The sopranos kept their “held” note beautifully as the music began the slow chromatic harmonic descent at “Lux aeterna luceat eis” (whose motions always remind me of Wagner’s depiction of Wotan’s kissing his daughter Brunnhilde’s eyes shut towards the end of Act Three of “Die Walkure”) – we heard beautiful organ colourings of the textures as the music sank resignedly then rose again in supplication – very dramatic! A great outburst from the organ, and the Requiem’s opening made its reappearance, the voices confident and full-toned, the cries of Luceat eis” making a heartfelt contrast with he serenity of the organ postlude.

“Libera me” (Deliver me) opened with baritone Morgan King’s strong, focused voice, conveying the foreboding of the text with  great feeling, the choir’s tremulous responses at “Tremens factus” (With fear and trembling) leading to a tremendous outburst of fear and anguish with “Dies illa, dies irae” (That day, the day of anger), building their tones excitingly, and then just as effectively “hollowing” their voices when reprising the “Libera Me”, the organ contributing a suitably bell-tolling backdrop to the choir’s unison, and the baritone reliably completing the echoing supplication. Finally came the “In Paradisum” (the words lifted from  the “Order of Burial” by the composer) – a quickish tempi set by Nikora resulted in the textures bubbling rather than floating, but the effect was just as magical and celestial. I thought the sopranos “carried the day” here with their pure, angelic voices, aided by the lower-toned support of the rest of the choir, and concluding with their murmured replies of “Requiem” at the work’s end.

A popular “coupling” for the Requiem on recordings has always been the comparatively brief but mellifluous Cantique de Jean Racine, given here as a kind of first-half “epilogue” to the larger work. Written much earlier (1864-65), Faure named the piece after the famous writer, who, in 1688 had written a text in French paraphrasing the original Ambrosian-style Latin Hymn Consors paterni luminis (O Light of Light), the young composer’s efforts winning him a prize at the school he was currently attending in Paris. Like the Requiem, the Cantique exists in different versions, having been arranged with various instrumental acompaniments by the composer, including orchestral forces – here a piano joined forces with the organ to complement the voices.
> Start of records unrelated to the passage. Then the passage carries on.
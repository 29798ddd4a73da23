use std::collections::{BTreeMap, HashSet};
use std::time::Duration;

use async_trait::async_trait;
use auditrail_core::{ActorIdentity, AppResult, TenantId, UserId};
use auditrail_domain::{
    AuditActionType, AuditCategory, AuditRecord, AuditRecordDraft, AuditSeverity, Capability,
};
use chrono::{DateTime, Utc};
use parking_lot::Mutex;
use uuid::Uuid;

use crate::audit_ports::{
    AnomalyRepository, AuditEventSink, AuditRecordRepository, DetectedAnomaly, FindingPage,
    SecurityAlert, SecurityAlertRepository, SecurityFindingFilter, SecurityFindingQuery,
    SeverityCount,
};
use crate::authorization_gate::PermissionLookup;

pub(crate) fn record(
    action: AuditActionType,
    category: AuditCategory,
    severity: AuditSeverity,
) -> AuditRecord {
    let mut draft = AuditRecordDraft::new(action, category, severity, "Employee");
    draft.actor_id = Some(UserId::new());
    draft.subject_id = Some("employee-1".to_owned());
    draft.seal()
}

#[derive(Default)]
pub(crate) struct RecordingSink {
    pub(crate) records: Mutex<Vec<AuditRecord>>,
}

impl AuditEventSink for RecordingSink {
    fn submit(&self, record: AuditRecord) {
        self.records.lock().push(record);
    }
}

#[derive(Default)]
pub(crate) struct FakeAuditRecordRepository {
    pub(crate) records: tokio::sync::Mutex<Vec<AuditRecord>>,
}

#[async_trait]
impl AuditRecordRepository for FakeAuditRecordRepository {
    async fn append(&self, record: &AuditRecord) -> AppResult<()> {
        self.records.lock().await.push(record.clone());
        Ok(())
    }
}

pub(crate) async fn wait_until(mut condition: impl FnMut() -> bool) -> bool {
    for _ in 0..200 {
        if condition() {
            return true;
        }
        tokio::time::sleep(Duration::from_millis(10)).await;
    }
    condition()
}

#[derive(Default)]
pub(crate) struct FakeSecurityFindingRepository {
    pub(crate) alerts: tokio::sync::Mutex<Vec<SecurityAlert>>,
    pub(crate) anomalies: tokio::sync::Mutex<Vec<DetectedAnomaly>>,
}

fn matches_filter(
    filter: &SecurityFindingFilter,
    tenant_id: Option<TenantId>,
    finding_type: &str,
    severity: AuditSeverity,
    at: DateTime<Utc>,
) -> bool {
    filter
        .tenant_id
        .is_none_or(|wanted| tenant_id == Some(wanted))
        && (filter.finding_types.is_empty()
            || filter.finding_types.iter().any(|wanted| wanted == finding_type))
        && filter
            .min_severity
            .is_none_or(|threshold| severity.at_least(threshold))
        && filter.from.is_none_or(|from| at >= from)
        && filter.to.is_none_or(|to| at <= to)
}

fn page_of<T>(matching: Vec<T>, query: &SecurityFindingQuery) -> FindingPage<T> {
    let total = matching.len() as u64;
    let items = matching
        .into_iter()
        .skip(query.offset)
        .take(query.limit)
        .collect();
    FindingPage {
        items,
        total,
        page: 0,
        page_size: 0,
    }
}

fn severity_counts(severities: impl Iterator<Item = AuditSeverity>) -> Vec<SeverityCount> {
    let mut counts: BTreeMap<AuditSeverity, u64> = BTreeMap::new();
    for severity in severities {
        *counts.entry(severity).or_default() += 1;
    }
    counts
        .into_iter()
        .map(|(severity, count)| SeverityCount { severity, count })
        .collect()
}

#[async_trait]
impl SecurityAlertRepository for FakeSecurityFindingRepository {
    async fn save_alert(&self, alert: &SecurityAlert) -> AppResult<()> {
        self.alerts.lock().await.push(alert.clone());
        Ok(())
    }

    async fn list_alerts(
        &self,
        query: &SecurityFindingQuery,
    ) -> AppResult<FindingPage<SecurityAlert>> {
        let mut matching: Vec<SecurityAlert> = self
            .alerts
            .lock()
            .await
            .iter()
            .filter(|alert| {
                matches_filter(
                    &query.filter,
                    alert.tenant_id,
                    alert.alert_type.as_str(),
                    alert.severity,
                    alert.created_at,
                )
            })
            .cloned()
            .collect();
        matching.sort_by(|left, right| right.created_at.cmp(&left.created_at));
        Ok(page_of(matching, query))
    }

    async fn find_alert(&self, alert_id: Uuid) -> AppResult<Option<SecurityAlert>> {
        Ok(self
            .alerts
            .lock()
            .await
            .iter()
            .find(|alert| alert.id == alert_id)
            .cloned())
    }

    async fn count_alerts_by_severity(
        &self,
        filter: &SecurityFindingFilter,
    ) -> AppResult<Vec<SeverityCount>> {
        let alerts = self.alerts.lock().await;
        Ok(severity_counts(
            alerts
                .iter()
                .filter(|alert| {
                    matches_filter(
                        filter,
                        alert.tenant_id,
                        alert.alert_type.as_str(),
                        alert.severity,
                        alert.created_at,
                    )
                })
                .map(|alert| alert.severity),
        ))
    }
}

#[async_trait]
impl AnomalyRepository for FakeSecurityFindingRepository {
    async fn save_anomaly(&self, anomaly: &DetectedAnomaly) -> AppResult<()> {
        self.anomalies.lock().await.push(anomaly.clone());
        Ok(())
    }

    async fn list_anomalies(
        &self,
        query: &SecurityFindingQuery,
    ) -> AppResult<FindingPage<DetectedAnomaly>> {
        let mut matching: Vec<DetectedAnomaly> = self
            .anomalies
            .lock()
            .await
            .iter()
            .filter(|anomaly| {
                matches_filter(
                    &query.filter,
                    anomaly.tenant_id,
                    anomaly.anomaly_type.as_str(),
                    anomaly.severity,
                    anomaly.detected_at,
                )
            })
            .cloned()
            .collect();
        matching.sort_by(|left, right| right.detected_at.cmp(&left.detected_at));
        Ok(page_of(matching, query))
    }

    async fn find_anomaly(&self, anomaly_id: Uuid) -> AppResult<Option<DetectedAnomaly>> {
        Ok(self
            .anomalies
            .lock()
            .await
            .iter()
            .find(|anomaly| anomaly.id == anomaly_id)
            .cloned())
    }

    async fn count_anomalies_by_severity(
        &self,
        filter: &SecurityFindingFilter,
    ) -> AppResult<Vec<SeverityCount>> {
        let anomalies = self.anomalies.lock().await;
        Ok(severity_counts(
            anomalies
                .iter()
                .filter(|anomaly| {
                    matches_filter(
                        filter,
                        anomaly.tenant_id,
                        anomaly.anomaly_type.as_str(),
                        anomaly.severity,
                        anomaly.detected_at,
                    )
                })
                .map(|anomaly| anomaly.severity),
        ))
    }
}

/// Grants the same capabilities to every actor.
pub(crate) struct GrantedCapabilities(pub(crate) HashSet<Capability>);

impl GrantedCapabilities {
    pub(crate) fn of(capabilities: &[Capability]) -> Self {
        Self(capabilities.iter().copied().collect())
    }
}

#[async_trait]
impl PermissionLookup for GrantedCapabilities {
    async fn has_permission(
        &self,
        _actor: &ActorIdentity,
        capability: Capability,
    ) -> AppResult<bool> {
        Ok(self.0.contains(&capability))
    }
}
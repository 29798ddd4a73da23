use std::sync::Arc;

use auditrail_core::{ActorIdentity, AppError, AppResult, TenantId};
use auditrail_domain::{AuditRecord, Capability};
use tracing::debug;
use uuid::Uuid;

use crate::audit_ports::{
    AuditEventSink, AuditLogFilter, AuditLogPage, AuditLogQuery, AuditLogReadRepository,
    AuditStatistics, AuditStatisticsCache, AuditStatisticsFilter,
};
use crate::authorization_gate::{AuthorizationGate, ProtectedOperation};

mod export;
mod integrity;


pub use export::{AuditExport, ExportFormat, MAX_EXPORT_RECORDS};
pub use integrity::{INTEGRITY_PAGE_SIZE, IntegrityReport};

/// Largest page a caller may request.
pub const MAX_PAGE_SIZE: u32 = 1_000;

/// Audit record with its recomputed integrity status.
#[derive(Debug, Clone, PartialEq)]
pub struct AuditRecordDetail {
    /// Stored record.
    pub record: AuditRecord,
    /// Whether the stored checksum matches the recomputed one.
    pub checksum_valid: bool,
}

/// Read-back, export and integrity verification over the audit trail.
#[derive(Clone)]
pub struct AuditLogService {
    repository: Arc<dyn AuditLogReadRepository>,
    statistics_cache: Arc<dyn AuditStatisticsCache>,
    statistics_ttl_seconds: u32,
    gate: AuthorizationGate,
    sink: Arc<dyn AuditEventSink>,
}

impl AuditLogService {
    /// Creates a new service from required dependencies.
    #[must_use]
    pub fn new(
        repository: Arc<dyn AuditLogReadRepository>,
        statistics_cache: Arc<dyn AuditStatisticsCache>,
        statistics_ttl_seconds: u32,
        gate: AuthorizationGate,
        sink: Arc<dyn AuditEventSink>,
    ) -> Self {
        Self {
            repository,
            statistics_cache,
            statistics_ttl_seconds,
            gate,
            sink,
        }
    }

    /// Returns one page of matching records, newest first.
    pub async fn query(
        &self,
        actor: &ActorIdentity,
        mut filter: AuditLogFilter,
        page: u32,
        page_size: u32,
    ) -> AppResult<AuditLogPage> {
        self.authorize_read(actor, "audit.logs.query").await?;
        filter.tenant_id = scope_tenant(actor, filter.tenant_id)?;

        let page = page.max(1);
        let page_size = page_size.clamp(1, MAX_PAGE_SIZE);
        let query = AuditLogQuery {
            filter,
            limit: page_size as usize,
            offset: (page as usize - 1) * page_size as usize,
        };

        let mut result = self.repository.query(&query).await?;
        result.page = page;
        result.page_size = page_size;
        Ok(result)
    }

    /// Returns one record with its integrity status.
    pub async fn find_record(
        &self,
        actor: &ActorIdentity,
        record_id: Uuid,
    ) -> AppResult<AuditRecordDetail> {
        self.authorize_read(actor, "audit.logs.detail").await?;

        let record = self
            .repository
            .find_by_id(record_id)
            .await?
            .filter(|record| is_visible_to(actor, record.tenant_id()))
            .ok_or_else(|| AppError::NotFound(format!("audit record '{record_id}' not found")))?;

        Ok(AuditRecordDetail {
            checksum_valid: record.verify_checksum(),
            record,
        })
    }

    /// Returns the change history of one entity, newest first.
    pub async fn entity_history(
        &self,
        actor: &ActorIdentity,
        entity_type: &str,
        entity_id: &str,
        page: u32,
        page_size: u32,
    ) -> AppResult<AuditLogPage> {
        let entity_type = entity_type.trim();
        let entity_id = entity_id.trim();
        if entity_type.is_empty() || entity_id.is_empty() {
            return Err(AppError::Validation(
                "entity type and entity id are required".to_owned(),
            ));
        }

        let filter = AuditLogFilter {
            entity_type: Some(entity_type.to_owned()),
            entity_id: Some(entity_id.to_owned()),
            ..AuditLogFilter::default()
        };
        self.query(actor, filter, page, page_size).await
    }

    /// Returns aggregate statistics, served from cache while fresh.
    pub async fn statistics(
        &self,
        actor: &ActorIdentity,
        mut filter: AuditStatisticsFilter,
    ) -> AppResult<AuditStatistics> {
        self.authorize_read(actor, "audit.statistics").await?;
        filter.tenant_id = scope_tenant(actor, filter.tenant_id)?;

        let cache_key = filter.cache_key();
        if let Some(statistics) = self.statistics_cache.get_statistics(&cache_key).await? {
            debug!(cache_key = %cache_key, "audit statistics cache hit");
            return Ok(statistics);
        }

        let mut statistics = self.repository.statistics(&filter).await?;
        statistics.failure_rate = failure_rate(statistics.failed_records, statistics.total_records);
        self.statistics_cache
            .set_statistics(&cache_key, &statistics, self.statistics_ttl_seconds)
            .await?;
        Ok(statistics)
    }

    async fn authorize_read(&self, actor: &ActorIdentity, endpoint: &str) -> AppResult<()> {
        self.gate
            .authorize(
                actor,
                &ProtectedOperation::new(endpoint, [Capability::AuditRead, Capability::AuditAdmin]),
            )
            .await
    }
}

/// Forces tenant-bound actors onto their own tenant.
pub(crate) fn scope_tenant(actor: &ActorIdentity, requested: Option<TenantId>) -> AppResult<Option<TenantId>> {
    match (actor.tenant_id(), requested) {
        (Some(own), Some(requested)) if own != requested => Err(AppError::Forbidden(format!(
            "actor may not read audit data of tenant '{requested}'"
        ))),
        (Some(own), _) => Ok(Some(own)),
        (None, requested) => Ok(requested),
    }
}

pub(crate) fn is_visible_to(actor: &ActorIdentity, record_tenant: Option<TenantId>) -> bool {
    actor
        .tenant_id()
        .is_none_or(|own| record_tenant == Some(own))
}

fn failure_rate(failed: u64, total: u64) -> f64 {
    if total == 0 {
        0.0
    } else {
        failed as f64 / total as f64
    }
}
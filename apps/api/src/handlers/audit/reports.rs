use super::*;

const DEFAULT_INTEGRITY_LOOKBACK_DAYS: u32 = 30;
const MAX_INTEGRITY_LOOKBACK_DAYS: u32 = 3_650;

pub async fn audit_statistics_handler(
    State(state): State<AppState>,
    Extension(actor): Extension<ActorIdentity>,
    Query(query): Query<StatisticsQueryParams>,
) -> ApiResult<Json<AuditStatisticsResponse>> {
    let statistics = state
        .audit_log_service
        .statistics(&actor, query.into())
        .await?;

    Ok(Json(AuditStatisticsResponse::from(statistics)))
}

pub async fn export_audit_logs_handler(
    State(state): State<AppState>,
    Extension(actor): Extension<ActorIdentity>,
    Query(query): Query<AuditLogQueryParams>,
    Query(export): Query<ExportParams>,
) -> ApiResult<Response> {
    let format = export
        .format
        .as_deref()
        .map(str::parse::<ExportFormat>)
        .transpose()?
        .unwrap_or_default();
    let AuditLogRequest { filter, .. } = query.into_request()?;

    let export = state
        .audit_log_service
        .export(&actor, filter, format)
        .await?;
    let filename = format!(
        "audit-export-{}.{}",
        Utc::now().format("%Y%m%d%H%M%S"),
        export.format.as_str()
    );

    Ok((
        [
            (header::CONTENT_TYPE, export.format.content_type().to_owned()),
            (
                header::CONTENT_DISPOSITION,
                format!("attachment; filename=\"{filename}\""),
            ),
        ],
        export.content,
    )
        .into_response())
}

pub async fn verify_integrity_handler(
    State(state): State<AppState>,
    Extension(actor): Extension<ActorIdentity>,
    Query(query): Query<IntegrityVerifyParams>,
) -> ApiResult<Json<IntegrityReportResponse>> {
    let since_days = query.since_days.unwrap_or(DEFAULT_INTEGRITY_LOOKBACK_DAYS);
    if since_days == 0 || since_days > MAX_INTEGRITY_LOOKBACK_DAYS {
        return Err(AppError::Validation(format!(
            "since_days must be between 1 and {MAX_INTEGRITY_LOOKBACK_DAYS}"
        ))
        .into());
    }

    let since = Utc::now() - Duration::days(i64::from(since_days));
    let report = state
        .audit_log_service
        .verify_integrity(&actor, since)
        .await?;

    Ok(Json(IntegrityReportResponse::from(report)))
}
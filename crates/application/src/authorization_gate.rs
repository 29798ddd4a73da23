use std::sync::Arc;

use async_trait::async_trait;
use auditrail_core::{ActorIdentity, AppError, AppResult};
use auditrail_domain::{
    AuditActionType, AuditCategory, AuditRecordDraft, AuditSeverity, Capability,
};
use serde_json::json;
use tracing::warn;

use crate::audit_ports::AuditEventSink;
use crate::request_context::RequestContextSource;

#[cfg(test)]
mod tests;

const DENIAL_PREFIX: &str = "requires one of: ";

/// Returns the capability values listed by a denial raised by [`AuthorizationGate`].
#[must_use]
pub fn denied_capabilities(error: &AppError) -> Option<Vec<String>> {
    let AppError::Forbidden(message) = error else {
        return None;
    };
    let listed = message.strip_prefix(DENIAL_PREFIX)?;
    Some(listed.split(", ").map(str::to_owned).collect())
}

/// External permission lookup.
#[async_trait]
pub trait PermissionLookup: Send + Sync {
    /// Returns whether the actor holds the capability.
    async fn has_permission(&self, actor: &ActorIdentity, capability: Capability) -> AppResult<bool>;
}

/// A protected operation and the capabilities that unlock it.
#[derive(Debug, Clone, PartialEq, Eq)]
pub struct ProtectedOperation {
    /// Stable operation name, e.g. `audit.logs.query`.
    pub endpoint: String,
    /// Holding any one of these grants access. Empty means unrestricted.
    pub required: Vec<Capability>,
}

impl ProtectedOperation {
    /// Declares an operation.
    #[must_use]
    pub fn new(endpoint: impl Into<String>, required: impl IntoIterator<Item = Capability>) -> Self {
        Self {
            endpoint: endpoint.into(),
            required: required.into_iter().collect(),
        }
    }

    /// Returns required capability values, for denial responses.
    #[must_use]
    pub fn required_values(&self) -> Vec<&'static str> {
        self.required.iter().map(Capability::as_str).collect()
    }
}

/// Capability gate in front of protected operations.
///
/// Grants write nothing. Each denial submits exactly one security record to the
/// audit pipeline and is returned as `Forbidden`.
#[derive(Clone)]
pub struct AuthorizationGate {
    lookup: Arc<dyn PermissionLookup>,
    sink: Arc<dyn AuditEventSink>,
    context: Arc<dyn RequestContextSource>,
}

impl AuthorizationGate {
    /// Creates the gate.
    #[must_use]
    pub fn new(
        lookup: Arc<dyn PermissionLookup>,
        sink: Arc<dyn AuditEventSink>,
        context: Arc<dyn RequestContextSource>,
    ) -> Self {
        Self {
            lookup,
            sink,
            context,
        }
    }

    /// Ensures the actor holds at least one required capability.
    ///
    /// Lookup failures propagate without writing a denial.
    pub async fn authorize(
        &self,
        actor: &ActorIdentity,
        operation: &ProtectedOperation,
    ) -> AppResult<()> {
        if operation.required.is_empty() {
            return Ok(());
        }

        for capability in &operation.required {
            if self.lookup.has_permission(actor, *capability).await? {
                return Ok(());
            }
        }

        self.record_denial(actor, operation);
        Err(AppError::Forbidden(format!(
            "{DENIAL_PREFIX}{}",
            operation.required_values().join(", ")
        )))
    }

    fn record_denial(&self, actor: &ActorIdentity, operation: &ProtectedOperation) {
        let context = self.context.current();
        let http_method = context.as_ref().and_then(|context| context.http_method.clone());
        let path = context.as_ref().and_then(|context| context.path.clone());

        warn!(
            actor_id = %actor.user_id(),
            endpoint = %operation.endpoint,
            required = ?operation.required_values(),
            "permission denied"
        );

        let mut draft = AuditRecordDraft::new(
            AuditActionType::PermissionDenied,
            AuditCategory::Security,
            AuditSeverity::Warning,
            "Endpoint",
        );
        draft.subject_id = Some(operation.endpoint.clone());
        draft.tenant_id = actor.tenant_id();
        draft.actor_id = Some(actor.user_id());
        draft.actor_email = actor.email().map(str::to_owned);
        draft.actor_role = actor.role().map(str::to_owned);
        draft.success = false;
        draft.error_message = Some("missing required capability".to_owned());
        draft.metadata = Some(json!({
            "endpoint": operation.endpoint,
            "required_capabilities": operation.required_values(),
            "actor_email": actor.email(),
            "http_method": http_method,
            "path": path,
        }));
        if let Some(context) = context {
            draft.request = context.to_metadata();
        }

        self.sink.submit(draft.seal());
    }
}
I thought the performance quite lovely, the piece’s long-breathed melodies and gradually-accumulated waves of sound admirably voiced by all sections of the choir, the undulating textures supporting some impassioned moments alongside ever-resonating transparent textures, beautifully-floated soprano voices working in tandem with the deeper sounds of the remaining singers. I thought the singers’ chording towards the piece’s end especially rich and satisfying.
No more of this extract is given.